* [Records for processing]
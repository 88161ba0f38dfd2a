mod app_config;
mod file_config;
mod loader;

pub use app_config::{AppConfig, BackendConfig, ContactConfig, LogConfig};
pub use loader::load;
//! Conversation rendering.
//!
//! Turns the display log into bubble lines:
//! - user bubbles on the right, assistant and error bubbles on the left
//! - text wrapped by terminal display width
//! - inline Markdown links shown as `text (url)`, bold markers dropped

use chrono::{Local, TimeZone};
use ratatui::{
    layout::Alignment,
    style::Style,
    text::{Line, Span},
};
use unicode_width::{UnicodeWidthChar, UnicodeWidthStr};

use crate::domain::{
    display_log::{DisplayMessage, MessageAuthor},
    persona,
};

use super::styles;

const MIN_BUBBLE_TEXT_WIDTH: usize = 20;

/// Builds every conversation line for a viewport `width` columns wide.
pub fn conversation_lines(
    messages: &[DisplayMessage],
    typing: bool,
    width: usize,
) -> Vec<Line<'static>> {
    let mut lines = Vec::new();

    for (index, message) in messages.iter().enumerate() {
        if index > 0 {
            lines.push(Line::default());
        }
        lines.extend(message_lines(message, width));
    }

    if typing {
        lines.push(Line::default());
        lines.push(Line::from(Span::styled(
            persona::TYPING_INDICATOR.to_owned(),
            styles::typing_indicator_style(),
        )));
    }

    lines
}

fn message_lines(message: &DisplayMessage, width: usize) -> Vec<Line<'static>> {
    let alignment = if message.is_from_user() {
        Alignment::Right
    } else {
        Alignment::Left
    };
    let style = bubble_style(message.author);

    let rows = wrap_text(
        &render_inline_markdown(&message.text),
        bubble_text_width(width),
    );
    let row_width = rows.iter().map(|row| row.width()).max().unwrap_or(0);

    let mut lines = Vec::with_capacity(rows.len() + 1);
    lines.push(
        Line::from(Span::styled(
            format_time(message.sent_at_unix_ms),
            styles::message_time_style(),
        ))
        .alignment(alignment),
    );

    for row in rows {
        let padding = " ".repeat(row_width - row.width());
        lines.push(
            Line::from(Span::styled(format!(" {row}{padding} "), style)).alignment(alignment),
        );
    }

    lines
}

fn bubble_style(author: MessageAuthor) -> Style {
    match author {
        MessageAuthor::User => styles::user_bubble_style(),
        MessageAuthor::Assistant => styles::assistant_bubble_style(),
        MessageAuthor::Error => styles::error_bubble_style(),
    }
}

/// Text columns available inside a bubble, excluding its side padding.
fn bubble_text_width(width: usize) -> usize {
    let inner = width.saturating_sub(2);
    (width * 3 / 4)
        .saturating_sub(2)
        .max(MIN_BUBBLE_TEXT_WIDTH)
        .min(inner)
        .max(1)
}

fn format_time(unix_ms: i64) -> String {
    Local
        .timestamp_millis_opt(unix_ms)
        .single()
        .map(|time| time.format("%H:%M").to_string())
        .unwrap_or_default()
}

/// Rewrites `[label](url)` as `label (url)` and removes `**` markers.
pub fn render_inline_markdown(text: &str) -> String {
    let text = text.replace("**", "");
    let mut rendered = String::with_capacity(text.len());
    let mut rest = text.as_str();

    while let Some(open) = rest.find('[') {
        let after_open = &rest[open + 1..];

        let Some(close) = after_open.find("](") else {
            break;
        };
        let label = &after_open[..close];
        if label.contains('[') || label.contains(']') {
            rendered.push_str(&rest[..=open]);
            rest = after_open;
            continue;
        }

        let after_label = &after_open[close + 2..];
        let Some(end) = after_label.find(')') else {
            break;
        };

        rendered.push_str(&rest[..open]);
        rendered.push_str(label);
        rendered.push_str(" (");
        rendered.push_str(&after_label[..end]);
        rendered.push(')');
        rest = &after_label[end + 1..];
    }

    rendered.push_str(rest);
    rendered
}

/// Word-wraps `text` so no row exceeds `width` display columns.
///
/// Explicit newlines start a new row. Words wider than a row are split.
pub fn wrap_text(text: &str, width: usize) -> Vec<String> {
    let width = width.max(1);
    let mut rows = Vec::new();

    for paragraph in text.split('\n') {
        let mut current = String::new();
        let mut current_width = 0;

        for word in paragraph.split_whitespace() {
            let word_width = word.width();

            if current_width > 0 && current_width + 1 + word_width > width {
                rows.push(std::mem::take(&mut current));
                current_width = 0;
            }

            if word_width > width {
                for ch in word.chars() {
                    let ch_width = ch.width().unwrap_or(0);
                    if current_width > 0 && current_width + ch_width > width {
                        rows.push(std::mem::take(&mut current));
                        current_width = 0;
                    }
                    current.push(ch);
                    current_width += ch_width;
                }
                continue;
            }

            if current_width > 0 {
                current.push(' ');
                current_width += 1;
            }
            current.push_str(word);
            current_width += word_width;
        }

        rows.push(current);
    }

    rows
}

* [Your task]
Give an exact copy of the lines above, from the top of the records to the line that contains "on the left", taking in both ends.

* [Result of this task]
repository 88161ba0f38dfd2a
mod app_config;
mod file_config;
mod loader;

pub use app_config::{AppConfig, BackendConfig, ContactConfig, LogConfig};
pub use loader::load;
//! Conversation rendering.
//!
//! Turns the display log into bubble lines:
//! - user bubbles on the right, assistant and error bubbles on the left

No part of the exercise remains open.